[Dataset entries]
******************************

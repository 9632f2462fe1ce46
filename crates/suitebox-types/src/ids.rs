//! Typed identifiers

use serde::{Deserialize, Serialize};
use uuid::Uuid;

macro_rules! uuid_id {
    ($(#[$doc:meta])* $name:ident) => {
        $(#[$doc])*
        #[derive(Debug, Clone, Copy, PartialEq, Eq, Hash, Serialize, Deserialize)]
        #[serde(transparent)]
        pub struct $name(pub Uuid);

        impl $name {
            /// Create a new random identifier
            pub fn new() -> Self {
                Self(Uuid::new_v4())
            }

            /// Parse an identifier from a string
            pub fn parse(s: &str) -> Result<Self, uuid::Error> {
                Ok(Self(Uuid::parse_str(s)?))
            }
        }

        impl Default for $name {
            fn default() -> Self {
                Self::new()
            }
        }

        impl std::fmt::Display for $name {
            fn fmt(&self, f: &mut std::fmt::Formatter<'_>) -> std::fmt::Result {
                write!(f, "{}", self.0)
            }
        }

        impl From<Uuid> for $name {
            fn from(uuid: Uuid) -> Self {
                Self(uuid)
            }
        }
    };
}

uuid_id!(
    /// Unique user identifier
    UserId
);

uuid_id!(
    /// Unique package identifier
    PackageId
);

uuid_id!(
    /// Unique shipment identifier
    ShipmentId
);

uuid_id!(
    /// Unique invoice identifier
    InvoiceId
);
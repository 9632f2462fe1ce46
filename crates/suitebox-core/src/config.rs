//! Core configuration

/// Consolidation configuration
#[derive(Debug, Clone)]
pub struct ConsolidationConfig {
    /// Days until a freshly created invoice is due
    pub invoice_due_days: i64,
}

impl ConsolidationConfig {
    /// Override the invoice due window
    pub fn with_due_days(mut self, days: i64) -> Self {
        self.invoice_due_days = days;
        self
    }
}

impl Default for ConsolidationConfig {
    fn default() -> Self {
        Self { invoice_due_days: 7 }
    }
}
//! Suitebox Types - Shared domain types
//!
//! This crate contains domain types used across Suitebox services:
//! - Typed identifiers for users, packages, shipments, and invoices
//! - Shipping methods and their compiled-in defaults
//! - Subscription tiers and consolidation fees
//! - Addresses, customs declarations, and cost breakdowns

pub mod ids;
pub mod invoice;
pub mod method;
pub mod package;
pub mod shipment;
pub mod tier;

pub use ids::*;
pub use invoice::*;
pub use method::*;
pub use package::*;
pub use shipment::*;
pub use tier::*;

******************************

• [What to do]:
Considering the records line by line, how many lines hold the string "identifiers"? Say only the number.

• [Answer to this exercise]:
2